WHAT TO PRODUCE: Please transcribe every entry below exactly as written.

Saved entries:
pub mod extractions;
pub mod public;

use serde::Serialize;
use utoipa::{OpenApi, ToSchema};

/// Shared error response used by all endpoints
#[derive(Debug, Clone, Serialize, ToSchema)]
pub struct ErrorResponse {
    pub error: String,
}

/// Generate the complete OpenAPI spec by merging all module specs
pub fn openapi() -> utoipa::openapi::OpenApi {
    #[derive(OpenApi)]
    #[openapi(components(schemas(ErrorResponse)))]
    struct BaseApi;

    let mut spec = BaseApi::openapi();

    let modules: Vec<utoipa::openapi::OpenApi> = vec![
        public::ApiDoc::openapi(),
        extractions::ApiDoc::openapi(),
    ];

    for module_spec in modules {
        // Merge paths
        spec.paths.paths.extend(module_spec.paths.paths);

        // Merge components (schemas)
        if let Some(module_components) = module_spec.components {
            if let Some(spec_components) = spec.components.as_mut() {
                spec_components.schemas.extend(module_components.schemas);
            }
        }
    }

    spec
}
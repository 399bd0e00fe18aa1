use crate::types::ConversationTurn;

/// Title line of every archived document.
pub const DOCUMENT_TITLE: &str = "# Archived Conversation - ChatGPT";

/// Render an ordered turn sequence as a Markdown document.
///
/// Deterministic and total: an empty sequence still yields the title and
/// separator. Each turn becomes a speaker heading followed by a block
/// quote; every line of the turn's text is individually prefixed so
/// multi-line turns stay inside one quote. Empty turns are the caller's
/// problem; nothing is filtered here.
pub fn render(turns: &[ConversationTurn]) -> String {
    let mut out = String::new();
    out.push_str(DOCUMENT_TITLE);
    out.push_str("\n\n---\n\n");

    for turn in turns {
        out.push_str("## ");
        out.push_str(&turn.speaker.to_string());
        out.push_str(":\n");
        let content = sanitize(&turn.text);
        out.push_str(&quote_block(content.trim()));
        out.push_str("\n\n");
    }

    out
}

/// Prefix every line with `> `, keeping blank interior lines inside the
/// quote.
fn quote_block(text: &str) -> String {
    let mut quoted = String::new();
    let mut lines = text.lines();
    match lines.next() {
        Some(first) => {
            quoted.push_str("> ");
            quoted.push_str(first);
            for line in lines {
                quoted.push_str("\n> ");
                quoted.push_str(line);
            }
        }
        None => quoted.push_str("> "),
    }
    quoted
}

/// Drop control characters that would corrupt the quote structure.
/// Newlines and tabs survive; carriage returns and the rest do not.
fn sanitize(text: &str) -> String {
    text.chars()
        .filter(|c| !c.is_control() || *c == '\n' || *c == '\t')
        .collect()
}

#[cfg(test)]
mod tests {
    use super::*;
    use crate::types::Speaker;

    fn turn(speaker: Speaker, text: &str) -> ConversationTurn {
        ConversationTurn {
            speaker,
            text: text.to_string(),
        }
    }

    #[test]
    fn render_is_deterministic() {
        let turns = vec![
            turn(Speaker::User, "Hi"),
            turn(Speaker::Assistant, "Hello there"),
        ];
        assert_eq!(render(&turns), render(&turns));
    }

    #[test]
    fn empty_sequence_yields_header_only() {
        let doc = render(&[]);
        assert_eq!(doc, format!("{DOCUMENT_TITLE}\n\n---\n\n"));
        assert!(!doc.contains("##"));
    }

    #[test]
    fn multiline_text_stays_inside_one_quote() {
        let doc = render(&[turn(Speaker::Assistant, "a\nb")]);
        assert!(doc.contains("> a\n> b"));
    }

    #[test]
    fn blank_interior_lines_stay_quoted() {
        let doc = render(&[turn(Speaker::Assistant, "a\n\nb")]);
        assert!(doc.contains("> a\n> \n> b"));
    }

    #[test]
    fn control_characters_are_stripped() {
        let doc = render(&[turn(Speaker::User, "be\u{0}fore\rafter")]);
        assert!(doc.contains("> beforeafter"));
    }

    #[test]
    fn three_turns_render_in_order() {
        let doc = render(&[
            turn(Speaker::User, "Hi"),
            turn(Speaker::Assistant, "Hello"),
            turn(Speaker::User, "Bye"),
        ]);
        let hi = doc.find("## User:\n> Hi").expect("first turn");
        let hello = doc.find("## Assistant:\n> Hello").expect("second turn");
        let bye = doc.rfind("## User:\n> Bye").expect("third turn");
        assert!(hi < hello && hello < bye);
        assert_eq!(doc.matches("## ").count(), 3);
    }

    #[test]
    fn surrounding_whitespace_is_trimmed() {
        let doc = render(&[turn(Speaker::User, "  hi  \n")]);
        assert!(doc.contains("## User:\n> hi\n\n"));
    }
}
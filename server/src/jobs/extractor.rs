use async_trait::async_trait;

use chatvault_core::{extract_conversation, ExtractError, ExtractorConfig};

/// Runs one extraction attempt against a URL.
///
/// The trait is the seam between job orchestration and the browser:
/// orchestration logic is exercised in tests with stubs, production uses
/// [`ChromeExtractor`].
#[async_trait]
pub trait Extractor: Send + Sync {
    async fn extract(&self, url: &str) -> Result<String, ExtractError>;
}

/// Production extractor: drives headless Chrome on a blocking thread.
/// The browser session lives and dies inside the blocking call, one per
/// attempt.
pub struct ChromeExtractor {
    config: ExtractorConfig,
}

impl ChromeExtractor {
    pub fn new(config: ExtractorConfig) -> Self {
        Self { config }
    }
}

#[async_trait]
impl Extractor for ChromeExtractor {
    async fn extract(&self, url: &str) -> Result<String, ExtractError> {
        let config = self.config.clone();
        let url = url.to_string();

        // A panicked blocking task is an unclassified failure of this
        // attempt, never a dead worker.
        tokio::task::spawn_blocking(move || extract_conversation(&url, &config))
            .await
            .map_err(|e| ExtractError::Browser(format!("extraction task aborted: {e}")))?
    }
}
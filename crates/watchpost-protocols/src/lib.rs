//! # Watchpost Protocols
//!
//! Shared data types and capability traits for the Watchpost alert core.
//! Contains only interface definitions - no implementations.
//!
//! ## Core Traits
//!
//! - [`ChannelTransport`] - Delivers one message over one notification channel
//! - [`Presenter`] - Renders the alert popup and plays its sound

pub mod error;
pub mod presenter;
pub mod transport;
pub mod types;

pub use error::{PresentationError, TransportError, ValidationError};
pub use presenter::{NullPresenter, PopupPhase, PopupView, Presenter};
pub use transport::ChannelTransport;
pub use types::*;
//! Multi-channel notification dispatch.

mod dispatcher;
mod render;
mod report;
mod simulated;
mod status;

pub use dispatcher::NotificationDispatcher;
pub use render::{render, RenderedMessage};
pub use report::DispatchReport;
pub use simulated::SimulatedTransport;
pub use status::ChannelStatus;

TASK SOLUTION:
pub mod extractions;
pub mod public;

use serde::Serialize;
use utoipa::{OpenApi, ToSchema};

/// Shared error response used by all endpoints
#[derive(Debug, Clone, Serialize, ToSchema)]
pub struct ErrorResponse {
    pub error: String,
}

/// Generate the complete OpenAPI spec by merging all module specs
pub fn openapi() -> utoipa::openapi::OpenApi {
    #[derive(OpenApi)]
    #[openapi(components(schemas(ErrorResponse)))]
    struct BaseApi;

    let mut spec = BaseApi::openapi();

    let modules: Vec<utoipa::openapi::OpenApi> = vec![
        public::ApiDoc::openapi(),
        extractions::ApiDoc::openapi(),
    ];

    for module_spec in modules {
        // Merge paths
        spec.paths.paths.extend(module_spec.paths.paths);

        // Merge components (schemas)
        if let Some(module_components) = module_spec.components {
            if let Some(spec_components) = spec.components.as_mut() {
                spec_components.schemas.extend(module_components.schemas);
            }
        }
    }

    spec
}
repository 399bd0e00fe18aa1
use crate::types::ConversationTurn;

/// Title line of every archived document.
pub const DOCUMENT_TITLE: &str = "# Archived Conversation - ChatGPT";

/// Render an ordered turn sequence as a Markdown document.
///
/// Deterministic and total: an empty sequence still yields the title and
/// separator. Each turn becomes a speaker heading followed by a block
/// quote; every line of the turn's text is individually prefixed so
/// multi-line turns stay inside one quote. Empty turns are the caller's
/// problem; nothing is filtered here.
pub fn render(turns: &[ConversationTurn]) -> String {
    let mut out = String::new();
    out.push_str(DOCUMENT_TITLE);
    out.push_str("\n\n---\n\n");

    for turn in turns {
        out.push_str("## ");
        out.push_str(&turn.speaker.to_string());
        out.push_str(":\n");
        let content = sanitize(&turn.text);
        out.push_str(&quote_block(content.trim()));
        out.push_str("\n\n");
    }

    out
}

/// Prefix every line with `> `, keeping blank interior lines inside the
/// quote.
fn quote_block(text: &str) -> String {
    let mut quoted = String::new();
    let mut lines = text.lines();
    match lines.next() {
        Some(first) => {
            quoted.push_str("> ");
            quoted.push_str(first);
            for line in lines {
                quoted.push_str("\n> ");
                quoted.push_str(line);
            }
        }
        None => quoted.push_str("> "),
    }
    quoted
}

/// Drop control characters that would corrupt the quote structure.
/// Newlines and tabs survive; carriage returns and the rest do not.
fn sanitize(text: &str) -> String {
    text.chars()
        .filter(|c| !c.is_control() || *c == '\n' || *c == '\t')
        .collect()
}

#[cfg(test)]
mod tests {
    use super::*;
    use crate::types::Speaker;

    fn turn(speaker: Speaker, text: &str) -> ConversationTurn {
        ConversationTurn {
            speaker,
            text: text.to_string(),
        }
    }

    #[test]
    fn render_is_deterministic() {
        let turns = vec![
            turn(Speaker::User, "Hi"),
            turn(Speaker::Assistant, "Hello there"),
        ];
        assert_eq!(render(&turns), render(&turns));
    }

    #[test]
    fn empty_sequence_yields_header_only() {
        let doc = render(&[]);
        assert_eq!(doc, format!("{DOCUMENT_TITLE}\n\n---\n\n"));
        assert!(!doc.contains("##"));
    }

    #[test]
    fn multiline_text_stays_inside_one_quote() {
        let doc = render(&[turn(Speaker::Assistant, "a\nb")]);
        assert!(doc.contains("> a\n> b"));
    }

    #[test]
    fn blank_interior_lines_stay_quoted() {
        let doc = render(&[turn(Speaker::Assistant, "a\n\nb")]);
        assert!(doc.contains("> a\n> \n> b"));
    }

    #[test]
    fn control_characters_are_stripped() {
        let doc = render(&[turn(Speaker::User, "be\u{0}fore\rafter")]);
        assert!(doc.contains("> beforeafter"));
    }

    #[test]
    fn three_turns_render_in_order() {
        let doc = render(&[
            turn(Speaker::User, "Hi"),
            turn(Speaker::Assistant, "Hello"),
            turn(Speaker::User, "Bye"),
        ]);
        let hi = doc.find("## User:\n> Hi").expect("first turn");
        let hello = doc.find("## Assistant:\n> Hello").expect("second turn");
        let bye = doc.rfind("## User:\n> Bye").expect("third turn");
        assert!(hi < hello && hello < bye);
        assert_eq!(doc.matches("## ").count(), 3);
    }

    #[test]
    fn surrounding_whitespace_is_trimmed() {
        let doc = render(&[turn(Speaker::User, "  hi  \n")]);
        assert!(doc.contains("## User:\n> hi\n\n"));
    }
}
filename server/src/jobs/extractor.rs
use async_trait::async_trait;

use chatvault_core::{extract_conversation, ExtractError, ExtractorConfig};

/// Runs one extraction attempt against a URL.
///
/// The trait is the seam between job orchestration and the browser:
/// orchestration logic is exercised in tests with stubs, production uses
/// [`ChromeExtractor`].
#[async_trait]
pub trait Extractor: Send + Sync {
    async fn extract(&self, url: &str) -> Result<String, ExtractError>;
}

/// Production extractor: drives headless Chrome on a blocking thread.
/// The browser session lives and dies inside the blocking call, one per
/// attempt.
pub struct ChromeExtractor {
    config: ExtractorConfig,
}

impl ChromeExtractor {
    pub fn new(config: ExtractorConfig) -> Self {
        Self { config }
    }
}

#[async_trait]
impl Extractor for ChromeExtractor {
    async fn extract(&self, url: &str) -> Result<String, ExtractError> {
        let config = self.config.clone();
        let url = url.to_string();

        // A panicked blocking task is an unclassified failure of this
        // attempt, never a dead worker.
        tokio::task::spawn_blocking(move || extract_conversation(&url, &config))
            .await
            .map_err(|e| ExtractError::Browser(format!("extraction task aborted: {e}")))?
    }
}
filename crates/watchpost-protocols/src/lib.rs
//! # Watchpost Protocols
//!
//! Shared data types and capability traits for the Watchpost alert core.
//! Contains only interface definitions - no implementations.
//!
//! ## Core Traits
//!
//! - [`ChannelTransport`] - Delivers one message over one notification channel
//! - [`Presenter`] - Renders the alert popup and plays its sound

pub mod error;
pub mod presenter;
pub mod transport;
pub mod types;

pub use error::{PresentationError, TransportError, ValidationError};
pub use presenter::{NullPresenter, PopupPhase, PopupView, Presenter};
pub use transport::ChannelTransport;
pub use types::*;
//! Multi-channel notification dispatch.

mod dispatcher;
mod render;
mod report;
mod simulated;
mod status;

pub use dispatcher::NotificationDispatcher;
pub use render::{render, RenderedMessage};
pub use report::DispatchReport;
pub use simulated::SimulatedTransport;
pub use status::ChannelStatus;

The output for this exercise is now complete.